SUPPLIED RECORDS:

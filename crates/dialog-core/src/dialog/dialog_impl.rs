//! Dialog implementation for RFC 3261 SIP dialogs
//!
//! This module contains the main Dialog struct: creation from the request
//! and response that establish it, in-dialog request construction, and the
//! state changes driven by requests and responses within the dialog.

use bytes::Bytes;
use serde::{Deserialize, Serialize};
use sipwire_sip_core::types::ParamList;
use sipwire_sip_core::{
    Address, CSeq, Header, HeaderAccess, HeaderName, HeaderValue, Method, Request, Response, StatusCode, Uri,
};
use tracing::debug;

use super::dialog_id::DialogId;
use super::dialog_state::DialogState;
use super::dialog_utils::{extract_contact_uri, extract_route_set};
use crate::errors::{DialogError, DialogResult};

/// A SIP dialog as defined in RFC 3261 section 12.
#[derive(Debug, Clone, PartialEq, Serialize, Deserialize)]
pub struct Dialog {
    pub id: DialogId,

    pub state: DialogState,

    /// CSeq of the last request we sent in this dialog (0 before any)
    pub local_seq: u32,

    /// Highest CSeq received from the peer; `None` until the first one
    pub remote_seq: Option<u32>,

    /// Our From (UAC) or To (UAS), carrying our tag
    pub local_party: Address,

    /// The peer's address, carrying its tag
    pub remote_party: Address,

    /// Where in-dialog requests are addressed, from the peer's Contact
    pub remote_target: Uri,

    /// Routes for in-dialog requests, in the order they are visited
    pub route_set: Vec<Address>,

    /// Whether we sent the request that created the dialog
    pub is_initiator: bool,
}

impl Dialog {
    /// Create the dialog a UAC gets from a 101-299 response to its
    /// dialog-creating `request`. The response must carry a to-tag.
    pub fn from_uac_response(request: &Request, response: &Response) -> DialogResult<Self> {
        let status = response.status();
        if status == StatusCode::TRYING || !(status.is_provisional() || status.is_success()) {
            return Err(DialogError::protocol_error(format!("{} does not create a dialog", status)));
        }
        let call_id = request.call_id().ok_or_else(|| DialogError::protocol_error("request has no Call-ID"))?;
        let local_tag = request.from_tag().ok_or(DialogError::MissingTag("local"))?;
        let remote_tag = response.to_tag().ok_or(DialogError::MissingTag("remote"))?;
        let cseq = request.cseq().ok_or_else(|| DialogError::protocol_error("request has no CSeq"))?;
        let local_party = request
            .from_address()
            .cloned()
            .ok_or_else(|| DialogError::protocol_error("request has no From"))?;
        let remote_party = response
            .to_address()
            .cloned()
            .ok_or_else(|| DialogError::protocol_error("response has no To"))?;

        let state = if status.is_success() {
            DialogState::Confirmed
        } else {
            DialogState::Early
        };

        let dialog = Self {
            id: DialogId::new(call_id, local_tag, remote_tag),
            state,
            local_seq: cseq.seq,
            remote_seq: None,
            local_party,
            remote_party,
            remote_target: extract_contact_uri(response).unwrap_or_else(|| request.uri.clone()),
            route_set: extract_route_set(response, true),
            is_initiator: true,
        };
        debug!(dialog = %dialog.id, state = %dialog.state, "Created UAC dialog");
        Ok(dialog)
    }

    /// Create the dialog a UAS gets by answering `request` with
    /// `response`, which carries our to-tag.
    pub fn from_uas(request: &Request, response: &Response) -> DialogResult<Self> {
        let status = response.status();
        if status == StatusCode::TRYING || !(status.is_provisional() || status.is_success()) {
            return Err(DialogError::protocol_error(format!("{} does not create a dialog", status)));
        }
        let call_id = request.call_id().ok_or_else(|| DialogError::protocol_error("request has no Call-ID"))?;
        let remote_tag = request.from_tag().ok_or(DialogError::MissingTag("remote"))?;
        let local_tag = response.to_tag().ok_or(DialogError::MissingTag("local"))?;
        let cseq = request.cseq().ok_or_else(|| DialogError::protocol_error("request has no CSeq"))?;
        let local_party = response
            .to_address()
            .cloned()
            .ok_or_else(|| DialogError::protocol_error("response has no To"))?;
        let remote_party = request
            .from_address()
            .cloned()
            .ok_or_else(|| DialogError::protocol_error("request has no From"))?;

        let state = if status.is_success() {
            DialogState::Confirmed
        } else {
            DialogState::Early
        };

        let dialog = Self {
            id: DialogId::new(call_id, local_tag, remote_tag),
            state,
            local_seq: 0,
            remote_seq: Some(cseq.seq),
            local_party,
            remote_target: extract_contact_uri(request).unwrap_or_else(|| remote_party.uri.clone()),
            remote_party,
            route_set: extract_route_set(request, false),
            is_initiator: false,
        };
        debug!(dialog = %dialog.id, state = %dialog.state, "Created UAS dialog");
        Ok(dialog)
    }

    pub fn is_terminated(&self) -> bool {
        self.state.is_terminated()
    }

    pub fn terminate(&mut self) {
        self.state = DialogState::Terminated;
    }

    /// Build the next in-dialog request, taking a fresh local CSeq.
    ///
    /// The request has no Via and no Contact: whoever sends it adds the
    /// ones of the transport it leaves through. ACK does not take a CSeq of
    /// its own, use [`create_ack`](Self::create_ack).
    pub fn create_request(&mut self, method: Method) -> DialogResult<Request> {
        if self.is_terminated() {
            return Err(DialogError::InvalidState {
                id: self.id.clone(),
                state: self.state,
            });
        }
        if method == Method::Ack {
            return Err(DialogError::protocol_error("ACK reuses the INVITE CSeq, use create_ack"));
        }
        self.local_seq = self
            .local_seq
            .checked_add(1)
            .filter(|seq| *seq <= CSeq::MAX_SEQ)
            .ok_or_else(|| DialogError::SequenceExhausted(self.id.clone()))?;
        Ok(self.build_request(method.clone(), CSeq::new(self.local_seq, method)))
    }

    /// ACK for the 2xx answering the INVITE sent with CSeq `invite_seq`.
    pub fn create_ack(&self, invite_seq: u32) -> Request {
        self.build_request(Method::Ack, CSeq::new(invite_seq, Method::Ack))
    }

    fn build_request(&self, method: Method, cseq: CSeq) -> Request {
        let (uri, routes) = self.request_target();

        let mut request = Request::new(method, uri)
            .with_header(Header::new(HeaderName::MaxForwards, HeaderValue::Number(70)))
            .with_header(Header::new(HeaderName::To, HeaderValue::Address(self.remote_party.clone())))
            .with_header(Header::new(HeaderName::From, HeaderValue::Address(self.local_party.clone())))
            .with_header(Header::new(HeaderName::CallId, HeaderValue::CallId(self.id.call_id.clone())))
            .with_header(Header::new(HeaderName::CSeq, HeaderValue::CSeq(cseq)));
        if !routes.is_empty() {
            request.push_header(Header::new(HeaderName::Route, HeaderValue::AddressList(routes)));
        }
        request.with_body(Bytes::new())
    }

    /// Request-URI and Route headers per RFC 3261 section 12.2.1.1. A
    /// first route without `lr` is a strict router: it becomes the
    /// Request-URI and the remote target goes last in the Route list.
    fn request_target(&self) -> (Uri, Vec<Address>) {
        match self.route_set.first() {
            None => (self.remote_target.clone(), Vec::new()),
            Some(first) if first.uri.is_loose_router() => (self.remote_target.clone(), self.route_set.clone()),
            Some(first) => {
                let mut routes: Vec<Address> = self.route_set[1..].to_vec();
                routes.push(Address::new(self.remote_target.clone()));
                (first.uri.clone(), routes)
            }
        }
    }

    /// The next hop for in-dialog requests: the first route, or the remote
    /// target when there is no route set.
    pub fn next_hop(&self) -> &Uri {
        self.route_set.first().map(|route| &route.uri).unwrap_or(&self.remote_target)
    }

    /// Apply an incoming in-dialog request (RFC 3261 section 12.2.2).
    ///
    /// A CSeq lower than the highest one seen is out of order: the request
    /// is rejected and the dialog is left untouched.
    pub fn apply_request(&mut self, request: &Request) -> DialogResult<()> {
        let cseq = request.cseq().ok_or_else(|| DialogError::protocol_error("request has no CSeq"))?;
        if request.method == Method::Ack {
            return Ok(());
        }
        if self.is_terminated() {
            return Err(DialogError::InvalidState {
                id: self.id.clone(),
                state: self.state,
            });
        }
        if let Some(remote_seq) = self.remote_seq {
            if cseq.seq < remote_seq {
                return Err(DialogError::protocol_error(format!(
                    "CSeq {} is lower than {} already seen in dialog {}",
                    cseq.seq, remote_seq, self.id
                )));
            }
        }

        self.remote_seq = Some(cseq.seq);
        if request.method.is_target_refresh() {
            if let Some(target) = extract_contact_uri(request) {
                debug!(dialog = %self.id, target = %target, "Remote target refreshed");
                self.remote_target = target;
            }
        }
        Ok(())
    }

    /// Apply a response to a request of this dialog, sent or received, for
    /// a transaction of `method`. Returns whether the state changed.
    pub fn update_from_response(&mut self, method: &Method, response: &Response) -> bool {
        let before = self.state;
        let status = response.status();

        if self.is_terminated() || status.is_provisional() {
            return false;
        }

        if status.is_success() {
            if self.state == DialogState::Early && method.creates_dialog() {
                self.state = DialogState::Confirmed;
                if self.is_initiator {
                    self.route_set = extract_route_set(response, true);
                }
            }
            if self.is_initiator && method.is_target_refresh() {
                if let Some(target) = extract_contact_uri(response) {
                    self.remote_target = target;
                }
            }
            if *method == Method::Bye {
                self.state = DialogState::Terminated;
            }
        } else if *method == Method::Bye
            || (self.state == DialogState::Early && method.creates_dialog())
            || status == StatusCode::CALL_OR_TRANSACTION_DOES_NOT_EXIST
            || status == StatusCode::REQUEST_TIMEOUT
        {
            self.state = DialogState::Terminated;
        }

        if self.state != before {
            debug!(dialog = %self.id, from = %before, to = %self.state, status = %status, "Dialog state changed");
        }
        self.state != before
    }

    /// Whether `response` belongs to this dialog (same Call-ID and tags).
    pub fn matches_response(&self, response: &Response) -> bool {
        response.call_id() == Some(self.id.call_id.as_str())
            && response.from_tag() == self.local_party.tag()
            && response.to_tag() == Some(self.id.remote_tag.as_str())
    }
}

EXERCISE BRIEF: Your response should contain each line of the entries above that holds the string "received".

SOLUTION TO THIS EXERCISE:
    /// Highest CSeq received from the peer; `None` until the first one
    /// Apply a response to a request of this dialog, sent or received, for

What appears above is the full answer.